Free Week!

I really need to get back to writing posts ahead of time.

This week my grandson is visiting. He’s just turning 7 weeks old, so he brought his mother and aunt.

As you can imagine, the time disappeared for writing and reading. All the new notes and ideas for WIPs which my mind has been working on and my fingers have made notes on were not placed in stories.

I stumbled across what seems like a good chance at a venue for one type of my works, but have not gotten past finding the particulars to submit.

Submissions; I am very bad about them anymore.

I used to go out with them when I wrote non-fiction articles and it paid off,  so why am I so bad about my non-fiction submissions?

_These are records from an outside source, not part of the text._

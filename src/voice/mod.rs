//! Voice processing module
//!
//! Handles audio capture, wake word detection, end-of-utterance detection
//! and reply playback.

mod capture;
mod gesture;
mod playback;
pub mod signal;
mod vad;
mod wake_word;

pub use capture::{
    ANALYSIS_FRAME, AudioSource, CapturedAudio, Microphone, Recording, SAMPLE_RATE,
    samples_to_wav,
};
pub use gesture::GestureSignal;
pub use playback::{
    DecodedAudio, DirectOutput, MediaHandle, MediaOutput, MediaState, PlaybackConfig,
    PlaybackController, PlaybackHandle, PlaybackOutcome, PlayerProcess, ReplyAudio, Speaker,
    decode,
};
pub use vad::{AudioAnalyser, SilenceDecision, SilenceTracker, VadConfig, VoiceActivityMonitor};
pub use wake_word::{TranscriptFragment, WakeWordConfig, WakeWordDetector, evaluate};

Do/did you delay submissions?  I imagine once you have a regular publisher, (like I did with a willing, buying publication for articles), it is easier; you know them, they know you, you are more confident;it also went for my poems, but this is harder for me.

I was more secure in facts and the way to put down information that is easy to understand than I am with fiction, I suppose.
I know that I have been too detailed in one short story, I truly  know that. I knew it before I sent it, so go figure my reasoning…it simply wasn’t there. I know what needs to come out so I can send it out to likely publishers, but I haven’t done it.  I knew that the one publication where I sent a childrens’ story did not often publish rhying stoies, (which mine did, so no shock that it wasn’t picked up, but I never sent it back oout). The rest are good stories, hopefully executed fairly well. I have surprised myself when I reread them, but I am having trouble getting into the submission gear.

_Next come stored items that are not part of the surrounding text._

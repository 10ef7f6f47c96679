//! Axis-aligned bounding boxes.

use nalgebra::{Point3, Vector3};

use crate::{Ray, Real};

/// An axis-aligned box given by its two extreme corners.
#[derive(Debug, Clone, Copy, PartialEq)]
pub struct Aabb {
    /// Corner with the smallest coordinate on every axis.
    pub min: Point3<Real>,
    /// Corner with the largest coordinate on every axis.
    pub max: Point3<Real>,
}

impl Aabb {
    /// Creates a box from its two corners.
    pub fn new(min: Point3<Real>, max: Point3<Real>) -> Self {
        Self { min, max }
    }

    /// Creates an empty-volume box around a single point.
    pub fn from_point(point: Point3<Real>) -> Self {
        Self {
            min: point,
            max: point,
        }
    }

    /// Creates the smallest box containing all points.
    ///
    /// Returns `None` if the iterator is empty.
    pub fn from_points<I>(points: I) -> Option<Self>
    where
        I: IntoIterator<Item = Point3<Real>>,
    {
        let mut points = points.into_iter();
        let mut aabb = Self::from_point(points.next()?);
        for point in points {
            aabb.grow(point);
        }
        Some(aabb)
    }

    /// Extends the box to contain `point`.
    pub fn grow(&mut self, point: Point3<Real>) {
        for axis in 0..3 {
            self.min[axis] = self.min[axis].min(point[axis]);
            self.max[axis] = self.max[axis].max(point[axis]);
        }
    }

    /// Extends the box to contain `other`.
    pub fn merge(&mut self, other: &Aabb) {
        self.grow(other.min);
        self.grow(other.max);
    }

    /// Returns a copy grown by `amount` on every side.
    pub fn inflated(&self, amount: Real) -> Self {
        let delta = Vector3::repeat(amount);
        Self {
            min: self.min - delta,
            max: self.max + delta,
        }
    }

    /// Size of the box along each axis.
    #[inline]
    pub fn extent(&self) -> Vector3<Real> {
        self.max - self.min
    }

    /// Axis with the largest extent.
    ///
    /// Ties prefer x over y and y over z, except that z wins a tie against y
    /// only when y did not beat x.
    pub fn largest_axis(&self) -> usize {
        let ext = self.extent();
        if ext.y > ext.x {
            if ext.z > ext.y { 2 } else { 1 }
        } else if ext.z > ext.x {
            2
        } else {
            0
        }
    }

    /// Splits the box at `position` along `axis` into a low and a high half.
    pub fn split(&self, axis: usize, position: Real) -> (Aabb, Aabb) {
        let mut low = *self;
        let mut high = *self;
        low.max[axis] = position;
        high.min[axis] = position;
        (low, high)
    }

    /// Checks if `point` lies inside the box or on its boundary.
    pub fn contains_point(&self, point: &Point3<Real>) -> bool {
        (0..3).all(|axis| point[axis] >= self.min[axis] && point[axis] <= self.max[axis])
    }

    /// Checks if `point` lies strictly inside the box (not on its boundary).
    pub fn contains_point_strict(&self, point: &Point3<Real>) -> bool {
        (0..3).all(|axis| point[axis] > self.min[axis] && point[axis] < self.max[axis])
    }

    /// Checks if `other` lies entirely inside this box.
    pub fn contains(&self, other: &Aabb) -> bool {
        self.contains_point(&other.min) && self.contains_point(&other.max)
    }

    /// Checks if the two boxes share at least one point.
    pub fn overlaps(&self, other: &Aabb) -> bool {
        (0..3).all(|axis| self.overlaps_on_axis(other, axis))
    }

    /// Checks if the two boxes overlap along a single axis (boundaries count).
    #[inline]
    pub fn overlaps_on_axis(&self, other: &Aabb, axis: usize) -> bool {
        self.max[axis] >= other.min[axis] && self.min[axis] <= other.max[axis]
    }

    /// Intersects a ray with the box using the slab method.
    ///
    /// Returns the entry and exit distances along the ray. The entry distance
    /// is negative when the origin lies inside the box. Returns `None` if the
    /// ray misses the box or the box lies entirely behind the origin.
    pub fn intersect_ray(&self, ray: &Ray) -> Option<(Real, Real)> {
        let mut t_min = Real::NEG_INFINITY;
        let mut t_max = Real::INFINITY;

        for axis in 0..3 {
            let origin = ray.origin[axis];
            let direction = ray.direction[axis];

            // Parallel to this slab: either always inside it or never
            if direction == 0.0 {
                if origin < self.min[axis] || origin > self.max[axis] {
                    return None;
                }
                continue;
            }

            let inv = 1.0 / direction;
            let mut t0 = (self.min[axis] - origin) * inv;
            let mut t1 = (self.max[axis] - origin) * inv;
            if t0 > t1 {
                std::mem::swap(&mut t0, &mut t1);
            }

            t_min = t_min.max(t0);
            t_max = t_max.min(t1);
            if t_min > t_max {
                return None;
            }
        }

        if t_max < 0.0 {
            return None;
        }
        Some((t_min, t_max))
    }
}

#[cfg(test)]
mod tests {
    use super::*;
    use approx::assert_relative_eq;

    fn unit_box() -> Aabb {
        Aabb::new(Point3::new(0.0, 0.0, 0.0), Point3::new(1.0, 1.0, 1.0))
    }

    #[test]
    fn from_points_covers_all() {
        let aabb = Aabb::from_points([
            Point3::new(1.0, -2.0, 0.5),
            Point3::new(-1.0, 3.0, 0.0),
            Point3::new(0.0, 0.0, 4.0),
        ])
        .unwrap();

        assert_eq!(aabb.min, Point3::new(-1.0, -2.0, 0.0));
        assert_eq!(aabb.max, Point3::new(1.0, 3.0, 4.0));
        assert!(Aabb::from_points(std::iter::empty()).is_none());
    }

    #[test]
    fn largest_axis_tie_rules() {
        let cube = unit_box();
        assert_eq!(cube.largest_axis(), 0);

        let tall = Aabb::new(Point3::origin(), Point3::new(1.0, 2.0, 1.0));
        assert_eq!(tall.largest_axis(), 1);

        let deep = Aabb::new(Point3::origin(), Point3::new(1.0, 2.0, 3.0));
        assert_eq!(deep.largest_axis(), 2);

        // y beats x, z only ties y: y wins
        let yz_tie = Aabb::new(Point3::origin(), Point3::new(1.0, 2.0, 2.0));
        assert_eq!(yz_tie.largest_axis(), 1);

        // x ties y, z beats x
        let xz = Aabb::new(Point3::origin(), Point3::new(2.0, 2.0, 3.0));
        assert_eq!(xz.largest_axis(), 2);
    }

    #[test]
    fn split_shares_plane() {
        let (low, high) = unit_box().split(1, 0.25);
        assert_eq!(low.max.y, 0.25);
        assert_eq!(high.min.y, 0.25);
        assert!(unit_box().contains(&low));
        assert!(unit_box().contains(&high));
    }

    #[test]
    fn strict_containment_excludes_boundary() {
        let aabb = unit_box();
        assert!(aabb.contains_point(&Point3::new(1.0, 0.5, 0.5)));
        assert!(!aabb.contains_point_strict(&Point3::new(1.0, 0.5, 0.5)));
        assert!(aabb.contains_point_strict(&Point3::new(0.5, 0.5, 0.5)));
    }

    #[test]
    fn ray_hits_from_outside() {
        let ray = Ray::new(Point3::new(-1.0, 0.5, 0.5), Vector3::x(), 1);
        let (t_min, t_max) = unit_box().intersect_ray(&ray).unwrap();
        assert_relative_eq!(t_min, 1.0);
        assert_relative_eq!(t_max, 2.0);
    }

    #[test]
    fn ray_from_inside_has_negative_entry() {
        let ray = Ray::new(Point3::new(0.5, 0.5, 0.5), Vector3::y(), 1);
        let (t_min, t_max) = unit_box().intersect_ray(&ray).unwrap();
        assert_relative_eq!(t_min, -0.5);
        assert_relative_eq!(t_max, 0.5);
    }

    #[test]
    fn ray_misses() {
        let beside = Ray::new(Point3::new(-1.0, 2.0, 0.5), Vector3::x(), 1);
        assert!(unit_box().intersect_ray(&beside).is_none());

        let behind = Ray::new(Point3::new(2.0, 0.5, 0.5), Vector3::x(), 1);
        assert!(unit_box().intersect_ray(&behind).is_none());
    }
}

I fear that things may change and I won’t get myself going again before it is too late, be it do to my health, the economy, something changes in the family, something else…

I have yet to submit a novel-length work, so please share with me your experiences.

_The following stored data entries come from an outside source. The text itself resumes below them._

//! Rays, query options and hit records.

use std::sync::atomic::{AtomicU64, Ordering};

use nalgebra::{Point3, Vector3};

use crate::{Real, TriangleFlags};

/// A ray with a unit direction and an id used for per-query deduplication.
#[derive(Debug, Clone, Copy, PartialEq)]
pub struct Ray {
    /// Origin point of the ray.
    pub origin: Point3<Real>,
    /// Unit direction of the ray.
    pub direction: Vector3<Real>,
    /// Query id. Must be unique per query for deduplication to apply;
    /// `0` disables it. See [`RayIdGenerator`].
    pub id: u64,
}

impl Ray {
    /// Creates a ray, normalizing `direction`.
    ///
    /// A zero direction produces a ray that misses everything.
    pub fn new(origin: Point3<Real>, direction: Vector3<Real>, id: u64) -> Self {
        Self {
            origin,
            direction: direction.normalize(),
            id,
        }
    }

    /// Evaluates the ray at parameter `t`: `origin + t * direction`.
    #[inline]
    pub fn at(&self, t: Real) -> Point3<Real> {
        self.origin + self.direction * t
    }

    /// Checks if origin and direction are finite.
    pub fn is_finite(&self) -> bool {
        self.origin.iter().chain(self.direction.iter()).all(|c| c.is_finite())
    }
}

/// Hands out unique, non-zero ray ids.
///
/// Share one generator between all threads querying the same mesh.
#[derive(Debug)]
pub struct RayIdGenerator {
    next: AtomicU64,
}

impl RayIdGenerator {
    /// Creates a generator whose first id is `1`.
    pub fn new() -> Self {
        Self {
            next: AtomicU64::new(1),
        }
    }

    /// Returns a fresh id.
    pub fn next_id(&self) -> u64 {
        let id = self.next.fetch_add(1, Ordering::Relaxed);
        if id == 0 {
            // Wrapped around; 0 is reserved for "no deduplication"
            self.next.fetch_add(1, Ordering::Relaxed)
        } else {
            id
        }
    }

    /// Creates a ray carrying a fresh id.
    pub fn ray(&self, origin: Point3<Real>, direction: Vector3<Real>) -> Ray {
        Ray::new(origin, direction, self.next_id())
    }
}

impl Default for RayIdGenerator {
    fn default() -> Self {
        Self::new()
    }
}

/// Per-query options.
#[derive(Debug, Clone, Copy, Default, PartialEq, Eq)]
pub struct RayQuery {
    /// Only triangles whose flags intersect this set are tested.
    /// An empty set tests every indexed triangle.
    pub flag_filter: TriangleFlags,
    /// Report the geometric face normal instead of the interpolated vertex normal.
    pub force_flat_normal: bool,
}

impl RayQuery {
    /// Creates a query with no filter and smooth normals.
    pub fn new() -> Self {
        Self::default()
    }

    /// Restricts the query to triangles carrying any of `flags`.
    pub fn with_filter(mut self, flags: TriangleFlags) -> Self {
        self.flag_filter = flags;
        self
    }

    /// Selects flat (geometric) normals.
    pub fn with_flat_normals(mut self, flat: bool) -> Self {
        self.force_flat_normal = flat;
        self
    }

    /// Checks if a triangle with `flags` passes the filter.
    #[inline]
    pub fn accepts(&self, flags: TriangleFlags) -> bool {
        self.flag_filter.is_empty() || flags.intersects(self.flag_filter)
    }
}

/// Closest intersection found by a query.
#[derive(Debug, Clone, Copy, PartialEq)]
pub struct RayHit {
    /// Distance along the ray (always positive).
    pub distance: Real,
    /// Unit normal at the hit point.
    pub normal: Vector3<Real>,
    /// Index of the hit triangle in the mesh's triangle slice.
    pub triangle: usize,
    /// Barycentric weight of the second vertex.
    pub u: Real,
    /// Barycentric weight of the third vertex.
    pub v: Real,
}

impl RayHit {
    /// World-space hit point for the ray that produced this hit.
    pub fn point(&self, ray: &Ray) -> Point3<Real> {
        ray.at(self.distance)
    }
}

#[cfg(test)]
mod tests {
    use super::*;
    use approx::assert_relative_eq;

    #[test]
    fn new_normalizes_direction() {
        let ray = Ray::new(Point3::origin(), Vector3::new(3.0, 0.0, 4.0), 7);
        assert_relative_eq!(ray.direction.norm(), 1.0);
        assert_relative_eq!(ray.at(5.0), Point3::new(3.0, 0.0, 4.0), epsilon = 1e-5);
        assert_eq!(ray.id, 7);
    }

    #[test]
    fn zero_direction_is_not_finite() {
        let ray = Ray::new(Point3::origin(), Vector3::zeros(), 1);
        assert!(!ray.is_finite());
    }

    #[test]
    fn generator_ids_are_unique_and_nonzero() {
        let ids = RayIdGenerator::new();
        let a = ids.next_id();
        let b = ids.next_id();
        assert_ne!(a, 0);
        assert_ne!(a, b);
        assert_ne!(ids.ray(Point3::origin(), Vector3::x()).id, b);
    }

    #[test]
    fn query_filter() {
        let query = RayQuery::new();
        assert!(query.accepts(TriangleFlags::empty()));
        assert!(query.accepts(TriangleFlags::GEOMETRY));

        let shadows = RayQuery::new().with_filter(TriangleFlags::CAST_SHADOWS);
        assert!(shadows.accepts(TriangleFlags::CAST_SHADOWS | TriangleFlags::GEOMETRY));
        assert!(!shadows.accepts(TriangleFlags::GEOMETRY));
    }
}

Did you, at first, shoot for big publishers?  Did you try small publishers to get a better chance? Did you try both? (I have ignored the “no simultaneous submissions” warnings for smaller pieces and non-fiction, which paid off. How would they know? Why make me wait nine months before I can try somewhere else? That is not fair.)

Did you know the publisher or someone there? Did you research publishers for a ‘good fit’?

Any general information would be encouraging to me, any info would be helpful, novel/novella-wise.

Meanwhile, I have been kicking back, more often with baby on lap! Here I have had houseguests, one whom I had never met, family in for dinner in two shifts, yet it’s been generally restful. Ben-the-Baby got to meet his uncle and cousins on this side.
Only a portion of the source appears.